The Complaint seeks judgment for damages for (1) the pecuniary value of the deceased's life; (2) physical and mental pain and suffering incurred by the deceased prior to death; and (3) "[v]alue of services to be provided by [deceased] to Plaintiff and Plaintiff's minor children." On these grounds, Plaintiff prayed for a judgment against defendants in the amount of $15,000,000.00 "plus pre-judgment interest, discretionary costs and all other allowable costs."

On October 28, 1998, Plaintiff filed a Motion to Amend Complaint adding a claim for loss of consortium damages and a claim for punitive damages in the amount of $45,000,000.00. Defendants' response to Plaintiff's motion objected to the inclusion of a claim for punitive damages but did not object to Plaintiff's loss of consortium claims. The trial court allowed the amendment only as to the loss of consortium claims.

By Order entered February 27, 2001, the case was set for a jury trial to begin September 10, 2001. On May 2, 2001, Plaintiff filed a Motion in Limine seeking to preclude defendants "from offering expert testimony as to the causation or "possible" causation of the injuries or death of Plaintiff's decedent from occlusion of the carotid artery(ies)...." The trial court entered a Memorandum Opinion on July 2, 2001, addressing Plaintiff's motion to preclude defense expert testimony regarding the aforementioned "carotid artery occlusion theory." As the basis for its opinion, the court examined the deposition testimony of defense experts, Dr. Michael Hays ("Dr. Hays"), Dr. John Eichhorn ("Dr. Eichhorn"), and Dr. Ballard Wright ("Dr. Wright") with regard to the carotid artery occlusion theory, noting:

The doctors that have set forth the "carotid artery occlusion theory" posit that three simultaneous events caused the death of Mr. Hunter. The three events are (1) a left styloid process sufficiently elongated to occlude the left carotid artery, (2) a turning of Mr. Hunter's head to the left during the surgery, and (3) an interscalene block which colluded the right carotid artery.

Upon examination of the individual deposition testimony of each doctor, the court granted Plaintiff's motion as to Dr. Hays, finding that his testimony "while within the realm of scientific possibility, falls short of the strictures of legal probability necessary to be an admissible expert opinion." With regard to defense experts Dr.

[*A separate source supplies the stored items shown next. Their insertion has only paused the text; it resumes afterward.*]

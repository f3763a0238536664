/// Trim the same character set the wikitext grammar treats as padding:
/// space, tab, newline, carriage return, NUL and vertical tab. Unicode
/// spaces such as NBSP are content and survive.
pub fn trim_wiki(value: &str) -> &str {
    value.trim_matches(is_wiki_padding)
}

pub fn is_wiki_padding(ch: char) -> bool {
    matches!(ch, ' ' | '\t' | '\n' | '\r' | '\0' | '\u{0B}')
}

pub fn upper_first(value: &str) -> String {
    let mut chars = value.chars();
    match chars.next() {
        Some(first) => first.to_uppercase().chain(chars).collect(),
        None => String::new(),
    }
}

pub fn lower_first(value: &str) -> String {
    let mut chars = value.chars();
    match chars.next() {
        Some(first) => first.to_lowercase().chain(chars).collect(),
        None => String::new(),
    }
}

/// Collapse whitespace runs into single spaces and trim the ends.
pub fn normalize_spaces(value: &str) -> String {
    let mut output = String::with_capacity(value.len());
    let mut previous_was_space = false;

    for ch in value.chars() {
        if ch.is_whitespace() || ch == '_' {
            if !previous_was_space {
                output.push(' ');
                previous_was_space = true;
            }
        } else {
            output.push(ch);
            previous_was_space = false;
        }
    }

    output.trim().to_string()
}
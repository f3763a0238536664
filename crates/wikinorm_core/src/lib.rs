pub mod categories;
pub mod config;
pub mod extract;
pub mod hook;
pub mod links;
pub mod lists;
pub mod pipeline;
pub mod references;
pub mod rules;
pub mod sections;
pub mod spacing;
pub mod store;
pub mod tables;
pub mod templates;
pub mod text;
pub mod title;
pub mod vault;

pub use lists::RedirectGuard;
pub use pipeline::{Module, NormalizeOptions, Normalizer, normalize};
pub use title::{NamespaceTitleResolver, ResolvedTitle, TitleResolver};
use std::env;
use std::fs;
use std::io::{self, Read};
use std::path::{Path, PathBuf};

use anyhow::{Context, Result, bail};
use clap::{Args, Parser, Subcommand};
use similar::TextDiff;
use wikinorm_core::Normalizer;
use wikinorm_core::config::{NormalizerConfig, load_config};
use wikinorm_core::hook::{PageOutcome, normalize_page};
use wikinorm_core::pipeline::Module;
use wikinorm_core::store::{MediaWikiClient, PageStore};

const DEFAULT_CONFIG_FILE: &str = "wikinorm.toml";

#[derive(Debug, Parser)]
#[command(
    name = "wikinorm",
    version,
    about = "Normalize wikitext into a canonical style"
)]
struct Cli {
    #[arg(long, global = true, value_name = "PATH", help = "Config file (default: wikinorm.toml)")]
    config: Option<PathBuf>,
    #[arg(short, long, global = true, help = "Log each normalization pass to stderr")]
    verbose: bool,
    #[command(subcommand)]
    command: Commands,
}

#[derive(Debug, Subcommand)]
enum Commands {
    #[command(about = "Normalize a wikitext file, or stdin when no path (or -) is given")]
    Fix(FixArgs),
    #[command(about = "Normalize a live wiki page under the service-account policy")]
    Page(PageArgs),
    #[command(about = "List normalization passes and whether each is enabled")]
    Modules,
}

#[derive(Debug, Args)]
struct FixArgs {
    #[arg(value_name = "PATH")]
    path: Option<PathBuf>,
    #[arg(long, help = "Write the result back to PATH")]
    in_place: bool,
    #[arg(long, help = "Exit with an error when normalization would change the text")]
    check: bool,
    #[arg(long, help = "Print a unified diff instead of the normalized text")]
    diff: bool,
}

#[derive(Debug, Args)]
struct PageArgs {
    title: String,
    #[arg(long, value_name = "NAME", help = "Account that made the triggering edit")]
    editor: Option<String>,
    #[arg(long, help = "Save the normalized text (default: print the diff only)")]
    save: bool,
}

fn main() -> Result<()> {
    dotenvy::dotenv().ok();
    let cli = Cli::parse();
    init_tracing(cli.verbose);

    let config_path = resolve_config_path(cli.config.as_deref());
    let config = load_config(&config_path)?;
    tracing::debug!(config = %normalize_path(&config_path), "loaded configuration");

    match cli.command {
        Commands::Fix(args) => run_fix(&config, args),
        Commands::Page(args) => run_page(&config, args),
        Commands::Modules => run_modules(&config),
    }
}

fn init_tracing(verbose: bool) {
    let filter = if verbose {
        tracing_subscriber::EnvFilter::new("debug")
    } else {
        tracing_subscriber::EnvFilter::try_from_default_env()
            .unwrap_or_else(|_| tracing_subscriber::EnvFilter::new("warn"))
    };
    tracing_subscriber::fmt()
        .with_env_filter(filter)
        .with_writer(io::stderr)
        .init();
}

fn resolve_config_path(flag: Option<&Path>) -> PathBuf {
    if let Some(path) = flag {
        return path.to_path_buf();
    }
    if let Ok(value) = env::var("WIKINORM_CONFIG") {
        let trimmed = value.trim();
        if !trimmed.is_empty() {
            return PathBuf::from(trimmed);
        }
    }
    PathBuf::from(DEFAULT_CONFIG_FILE)
}

fn build_normalizer(config: &NormalizerConfig) -> Normalizer {
    Normalizer::new(config.normalize_options(), config.title_resolver())
}

fn run_fix(config: &NormalizerConfig, args: FixArgs) -> Result<()> {
    let source = args.path.as_deref().filter(|path| *path != Path::new("-"));
    if args.in_place && source.is_none() {
        bail!("--in-place needs a file path");
    }

    let label = source.map_or_else(|| "<stdin>".to_string(), normalize_path);
    let original = match source {
        Some(path) => fs::read_to_string(path)
            .with_context(|| format!("failed to read {}", path.display()))?,
        None => {
            let mut buffer = String::new();
            io::stdin()
                .read_to_string(&mut buffer)
                .context("failed to read stdin")?;
            buffer
        }
    };

    let normalized = build_normalizer(config).normalize(&original);
    let changed = normalized != original;

    if args.diff {
        if changed {
            print!("{}", unified_diff(&original, &normalized, &label));
        }
    } else if args.in_place {
        if changed && !args.check {
            let path = source.context("--in-place needs a file path")?;
            fs::write(path, &normalized)
                .with_context(|| format!("failed to write {}", path.display()))?;
            println!("normalized: {label}");
        }
    } else if !args.check {
        print!("{normalized}");
    }

    if args.check && changed {
        bail!("{label} is not normalized");
    }
    Ok(())
}

fn run_page(config: &NormalizerConfig, args: PageArgs) -> Result<()> {
    let mut client = MediaWikiClient::from_config(config)?;
    if args.save {
        let username = env::var("WIKI_BOT_USER").context("WIKI_BOT_USER is required for --save")?;
        let password = env::var("WIKI_BOT_PASS").context("WIKI_BOT_PASS is required for --save")?;
        client.login(&username, &password)?;
    }

    let normalizer = build_normalizer(config);
    let outcome = normalize_page(
        &mut client,
        &normalizer,
        config,
        &args.title,
        args.editor.as_deref(),
        args.save,
    )?;

    println!("title: {}", args.title);
    match &outcome {
        PageOutcome::Missing => println!("status: missing"),
        PageOutcome::Skipped { reason } => {
            println!("status: skipped");
            println!("reason: {}", reason.as_str());
        }
        PageOutcome::Unchanged => println!("status: unchanged"),
        PageOutcome::Pending {
            original,
            normalized,
        } => {
            println!("status: pending");
            print!("{}", unified_diff(original, normalized, &args.title));
        }
        PageOutcome::Saved {
            revision_id,
            original,
            normalized,
        } => {
            println!("status: saved");
            if let Some(revision_id) = revision_id {
                println!("revision_id: {revision_id}");
            }
            print!("{}", unified_diff(original, normalized, &args.title));
        }
    }
    println!("requests: {}", client.request_count());
    Ok(())
}

fn run_modules(config: &NormalizerConfig) -> Result<()> {
    let options = config.normalize_options();
    for module in Module::ALL {
        println!(
            "{}: {}",
            module.as_str(),
            format_flag(options.is_enabled(module))
        );
    }
    println!("redirect_guard: {}", options.redirect_guard.as_str());
    let namespaces = config
        .eligible_namespaces()
        .into_iter()
        .map(|namespace| namespace.to_string())
        .collect::<Vec<_>>();
    println!("namespaces: {}", namespaces.join(", "));
    println!("service_account: {}", config.service_account());
    Ok(())
}

fn unified_diff(original: &str, normalized: &str, label: &str) -> String {
    TextDiff::from_lines(original, normalized)
        .unified_diff()
        .context_radius(3)
        .header(&format!("a/{label}"), &format!("b/{label}"))
        .to_string()
}

fn normalize_path(path: &Path) -> String {
    path.to_string_lossy().replace('\\', "/")
}

fn format_flag(value: bool) -> &'static str {
    if value { "yes" } else { "no" }
}
use std::sync::LazyLock;

use crate::extract::{SpanRewriter, extract};
use crate::rules::{RewriteRule, apply_rules};

// Flattening runs before marker spacing, and spacing before bold stripping.
static TABLE_RULES: LazyLock<Vec<RewriteRule>> = LazyLock::new(|| {
    vec![
        RewriteRule::new("flatten-headers", r"!!", "\n!"),
        RewriteRule::new("flatten-cells", r"\|\|", "\n|"),
        RewriteRule::new("header-space", r"(?m)^!([^ \n])", "! ${1}"),
        RewriteRule::new("caption-space", r"(?m)^\|\+([^ \n])", "|+ ${1}"),
        RewriteRule::new("row-space", r"(?m)^\|-([^ \n-])", "|- ${1}"),
        RewriteRule::new("cell-space", r"(?m)^\|([^ \n}+-])", "| ${1}"),
        RewriteRule::new("empty-caption", r"(?m)^\|\+ *\n", ""),
        RewriteRule::new("row-after-caption", r"(?m)^(\|\+[^\n]+)\n\|-[ \t]*$", "${1}"),
        RewriteRule::new(
            "caption-bold",
            r"(?m)^\|\+ *'''([^'\n]+)''' *$",
            "|+ ${1}",
        ),
        RewriteRule::new("header-bold", r"(?m)^! *'''([^'\n]+)''' *$", "! ${1}"),
        RewriteRule::new("pseudo-header", r"(?m)^\| *'''([^'\n]+)''' *$", "! ${1}"),
        RewriteRule::new("leading-row", r"\A(\{\|[^\n]*\n)\|-[ \t]*\n", "${1}"),
        RewriteRule::new("trailing-row", r"\n\|-[ \t]*\n\|\}\z", "\n|}"),
    ]
});

/// Canonicalize every `{| ... |}` wikitable: one cell marker per line, one
/// space after each marker, no redundant row separators, bold pseudo-headers
/// promoted to real headers.
pub fn normalize_tables(wikitext: &str) -> String {
    let mut rewriter = SpanRewriter::new(wikitext);
    for span in extract("{|", "\n|}", wikitext) {
        let fixed = apply_rules(&TABLE_RULES, &span.text);
        rewriter.replace(&span.text, &fixed);
    }
    rewriter.finish()
}
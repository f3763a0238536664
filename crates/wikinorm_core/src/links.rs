use crate::extract::{Span, SpanRewriter, extract};
use crate::text::{lower_first, trim_wiki, upper_first};
use crate::title::{NS_CATEGORY, NS_FILE, TitleResolver};
use crate::vault::Vault;

/// Canonicalize every top-level `[[...]]` link.
///
/// Links whose title the resolver rejects are left exactly as written.
pub fn normalize_links<R: TitleResolver + ?Sized>(wikitext: &str, resolver: &R) -> String {
    let mut rewriter = SpanRewriter::new(wikitext);
    for span in extract("[[", "]]", wikitext) {
        let fixed = normalize_link(&span.text, resolver).unwrap_or_else(|| span.text.clone());
        rewriter.replace(&span.text, &fixed);
    }
    rewriter.finish()
}

/// Namespace of the page a `[[...]]` span points at.
pub(crate) fn link_namespace<R: TitleResolver + ?Sized>(link: &str, resolver: &R) -> Option<i32> {
    let parts = LinkParts::split(link)?;
    resolver
        .resolve(&clean_title(&parts.title))
        .map(|resolved| resolved.namespace)
}

fn normalize_link<R: TitleResolver + ?Sized>(link: &str, resolver: &R) -> Option<String> {
    let parts = LinkParts::split(link)?;

    let bare_title = trim_wiki(&parts.title);
    if bare_title.starts_with("http://") || bare_title.starts_with("https://") {
        let inner = link.strip_prefix("[[")?.strip_suffix("]]")?;
        return Some(format!("[{}]", trim_wiki(inner)));
    }

    let title = clean_title(&parts.title);
    let resolved = resolver.resolve(&title)?;

    let rebuilt = if resolved.namespace == NS_FILE {
        file_link(&title, &parts.params, resolver)
    } else if resolved.namespace == NS_CATEGORY
        && !title.starts_with(':')
        && !parts.params.is_empty()
    {
        // Sort keys are significant down to a single space.
        format!("{title}|{}", parts.params.join("|"))
    } else if !parts.params.is_empty() {
        alias_link(&title, &parts.params.join("|"))
    } else {
        title
    };

    Some(format!("[[{rebuilt}]]"))
}

fn file_link<R: TitleResolver + ?Sized>(title: &str, params: &[String], resolver: &R) -> String {
    let params = params
        .iter()
        .map(|param| normalize_links(trim_wiki(param), resolver))
        .filter(|param| param != "alt=")
        .collect::<Vec<_>>();

    let mut rebuilt = title.to_string();
    let mut index = 0usize;
    while index < params.len() {
        let param = params[index].as_str();
        let next = params.get(index + 1).map(String::as_str);
        if matches!((param, next), ("thumb", Some("right")) | ("right", Some("thumb"))) {
            rebuilt.push_str("|thumb");
            index += 2;
            continue;
        }
        rebuilt.push('|');
        rebuilt.push_str(param);
        index += 1;
    }
    rebuilt
}

fn alias_link(title: &str, alias: &str) -> String {
    let alias = trim_wiki(alias);
    let title = upper_first(title);
    if alias == title || alias == lower_first(&title) {
        alias.to_string()
    } else {
        format!("{title}|{alias}")
    }
}

/// `trim`, percent-decode and `_` → space. A title with malformed escapes
/// keeps its escapes.
fn clean_title(raw: &str) -> String {
    let trimmed = trim_wiki(raw);
    let decoded = match urlencoding::decode(trimmed) {
        Ok(decoded) => decoded.into_owned(),
        Err(_) => trimmed.to_string(),
    };
    decoded.replace('_', " ")
}

/// A link body split at its top-level pipes. Pipes inside nested links and
/// templates belong to those and are not split on.
struct LinkParts {
    title: String,
    params: Vec<String>,
}

impl LinkParts {
    fn split(link: &str) -> Option<Self> {
        let body = link.strip_prefix("[[")?.strip_suffix("]]")?;

        let mut hidden = body.to_string();
        let mut vault = Vault::for_text(body);
        let mut nested: Vec<Span> = extract("[[", "]]", body);
        nested.extend(extract("{{", "}}", body));
        vault.hide_spans(&mut hidden, &nested);

        let mut pieces = hidden.split('|').map(|piece| vault.restore(piece));
        let title = pieces.next().unwrap_or_default();
        Some(Self {
            title,
            params: pieces.collect(),
        })
    }
}

#[cfg(test)]
mod tests {
    use super::*;
    use crate::title::NamespaceTitleResolver;

    fn fix(input: &str) -> String {
        normalize_links(input, &NamespaceTitleResolver::default())
    }

    #[test]
    fn alias_matching_title_collapses() {
        assert_eq!(fix("[[foo|foo]]"), "[[foo]]");
        assert_eq!(fix("[[Foo|foo]]"), "[[foo]]");
        assert_eq!(fix("[[foo bar|Foo bar]]"), "[[Foo bar]]");
    }

    #[test]
    fn alias_links_are_title_cased_and_trimmed() {
        assert_eq!(fix("[[ foo | the foo ]]"), "[[Foo|the foo]]");
    }

    #[test]
    fn plain_links_are_decoded_and_spaced() {
        assert_eq!(fix("[[ Fo%C3%B3_bar ]]"), "[[Foó bar]]");
        assert_eq!(fix("see [[Main_Page]]."), "see [[Main Page]].");
    }

    #[test]
    fn malformed_escapes_stay_verbatim() {
        assert_eq!(fix("[[100%_pure]]"), "[[100% pure]]");
        assert_eq!(fix("[[Bad%FFbyte]]"), "[[Bad%FFbyte]]");
    }

    #[test]
    fn double_bracketed_urls_become_external_links() {
        assert_eq!(
            fix("[[https://example.org Example]]"),
            "[https://example.org Example]"
        );
        assert_eq!(
            fix("[[ https://example.org Example ]]"),
            "[https://example.org Example]"
        );
    }

    #[test]
    fn category_sort_keys_are_kept_verbatim() {
        assert_eq!(fix("[[Category:People| ]]"), "[[Category:People| ]]");
        assert_eq!(
            fix("[[Category:Tall_people|Smith, John]]"),
            "[[Category:Tall people|Smith, John]]"
        );
        assert_eq!(fix("[[:Category:People| people ]]"), "[[:Category:People|people]]");
    }

    #[test]
    fn unresolvable_titles_are_untouched() {
        assert_eq!(fix("[[ {{PAGENAME}} | x ]]"), "[[ {{PAGENAME}} | x ]]");
        assert_eq!(fix("[[File:]]"), "[[File:]]");
    }

    #[test]
    fn file_links_keep_parameters_and_fix_nested_links() {
        assert_eq!(
            fix("[[File:Foo.jpg| thumb | right |alt=| A [[sub_link]] caption ]]"),
            "[[File:Foo.jpg|thumb|A [[sub link]] caption]]"
        );
        assert_eq!(
            fix("[[Image:Foo.jpg|right|thumb|Caption]]"),
            "[[Image:Foo.jpg|thumb|Caption]]"
        );
    }

    #[test]
    fn alias_keeps_nested_template_pipes() {
        assert_eq!(fix("[[foo|{{small|a|b}}]]"), "[[Foo|{{small|a|b}}]]");
    }

    #[test]
    fn identical_links_are_each_fixed_once() {
        assert_eq!(fix("[[a_b]] and [[a_b]]"), "[[a b]] and [[a b]]");
    }

    #[test]
    fn normalization_is_idempotent() {
        for input in [
            "[[foo|foo]]",
            "[[ foo | bar ]]",
            "[[File:X.png|thumb|right|[[a_b|c]]]]",
            "[[http://x.org]]",
            "[[ https://example.org Example ]]",
            "[[Category:People| ]]",
        ] {
            let once = fix(input);
            assert_eq!(fix(&once), once, "input: {input:?}");
        }
    }

    #[test]
    fn link_namespace_sees_through_nested_markup() {
        let resolver = NamespaceTitleResolver::default();
        assert_eq!(link_namespace("[[File:A.png|[[b|c]]]]", &resolver), Some(NS_FILE));
        assert_eq!(link_namespace("[[Text]]", &resolver), Some(0));
    }
}
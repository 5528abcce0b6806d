// SPDX-License-Identifier: MIT
// Copyright 2026 Roland Dreier <roland@rolandd.dev>

//! JWT session middleware.
//!
//! Sessions are issued at login and carried as a bearer token (or the
//! `qrteller_session` cookie). Protected views require a valid session or
//! are rejected with 401; the user identity is never carried implicitly.

use crate::AppState;
use axum::{
    extract::{Request, State},
    http::{header, StatusCode},
    middleware::Next,
    response::Response,
};
use axum_extra::extract::cookie::CookieJar;
use jsonwebtoken::{decode, Algorithm, DecodingKey, Validation};
use serde::{Deserialize, Serialize};
use std::sync::Arc;

/// Session lifetime in seconds (24 hours).
const SESSION_TTL_SECS: usize = 24 * 60 * 60;

/// JWT claims structure.
#[derive(Debug, Serialize, Deserialize, Clone)]
pub struct Claims {
    /// Subject (identity provider user ID)
    pub sub: String,
    /// Expiration time (Unix timestamp)
    pub exp: usize,
    /// Issued at (Unix timestamp)
    pub iat: usize,
}

/// Authenticated user extracted from JWT.
#[derive(Debug, Clone)]
pub struct AuthUser {
    pub user_id: String,
}

/// Middleware that requires valid JWT authentication.
pub async fn require_auth(
    State(state): State<Arc<AppState>>,
    jar: CookieJar,
    mut request: Request,
    next: Next,
) -> Result<Response, StatusCode> {
    // Try cookie first, then header
    let token = if let Some(cookie) = jar.get("qrteller_session") {
        cookie.value().to_string()
    } else {
        let auth_header = request
            .headers()
            .get(header::AUTHORIZATION)
            .and_then(|h| h.to_str().ok());

        match auth_header {
            Some(h) if h.starts_with("Bearer ") => h[7..].to_string(),
            _ => return Err(StatusCode::UNAUTHORIZED),
        }
    };

    let key = DecodingKey::from_secret(&state.config.session_signing_key);
    let validation = Validation::new(Algorithm::HS256);

    let token_data =
        decode::<Claims>(&token, &key, &validation).map_err(|_| StatusCode::UNAUTHORIZED)?;

    let auth_user = AuthUser {
        user_id: token_data.claims.sub,
    };
    request.extensions_mut().insert(auth_user);

    Ok(next.run(request).await)
}

/// Create a session JWT for a user.
pub fn create_session_jwt(user_id: &str, signing_key: &[u8]) -> anyhow::Result<String> {
    use jsonwebtoken::{encode, EncodingKey, Header};
    use std::time::{SystemTime, UNIX_EPOCH};

    let now = SystemTime::now().duration_since(UNIX_EPOCH)?.as_secs() as usize;

    let claims = Claims {
        sub: user_id.to_string(),
        iat: now,
        exp: now + SESSION_TTL_SECS,
    };

    Ok(encode(
        &Header::new(Algorithm::HS256),
        &claims,
        &EncodingKey::from_secret(signing_key),
    )?)
}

Eichhorn and Dr. Wright, the court expressed "some concern about the admissibility" of the experts' testimony based on their depositions. However, recognizing that the experts' testimony was offered in the limited and highly scrutinized form of discovery depositions, the court decided to hold a Daubert/McDaniel hearing prior to trial to further consider the admissibility of the experts' testimony regarding the carotid artery occlusion theory.

The trial court held a Daubert/McDaniel hearing on August 30, 2001. Several months later, the court entered a Memorandum Opinion examining the question of "whether Dr. Eichhorn's testimony complies with the factors for determining reliability of scientific evidence in McDaniel v. CSX, 955 S.W.2d 257 (Tenn. 1997)[,] as well as the legal sufficiency of a professional opinion in Lindsey v. Miami Development Corp., 689 S.W.2d 856 (Tenn. 1985)." After determining that Dr. Eichhorn was qualified to testify as an expert, the court found that the expert "passed the initial threshold necessitated by McDaniel," and thereby permitted both Dr. Eichhorn and Dr. Wright, provided Dr. Wright testified "in a similar vein," to testify at trial.

On September 4, 2001, Plaintiff filed a Motion in Limine seeking to preclude defendants from "introducing or attempting to introduce into evidence or making any reference in opening or closing arguments to any collateral source payments at the trial of this case." Plaintiff filed a Memorandum of Law in support of her motion, asserting that defendants were not entitled to set-offs or credits for payments made to Plaintiff by Husband's employer in the form of insurance and death benefits, and retirement plan payouts. Plaintiff also sought to exclude introduction of social security benefits, and investment payouts.

Defendants filed Motion in Limine #10 on September 4, 2001, seeking to exclude, as substantive evidence, any learned treatise materials "that may be utilized or referred to by plaintiffs' expert witness." On April 8, 2002, defendants filed another Motion in Limine, seeking to preclude Plaintiff from introducing "proof of actual economic losses relating to loss of services and loss of earned income to the extent these losses will be paid or have been paid and replaced by monies received by Plaintiff and her children as a result of Larry Hunter's death." Alternatively, defendants moved for a set-off or credit of the above-cited amounts against any judgment rendered in favor of Plaintiff.

Defendants filed Motion in Limine #13 on April 19, 2002, renewing their application for "a total of eight (8) peremptory challenges at the time of jury selection." Defendants also moved to limit Plaintiff to four total peremptory jury challenges.

The jury trial began on April 22, 2002, and lasted through May 3, 2002. During the course of the trial, it was...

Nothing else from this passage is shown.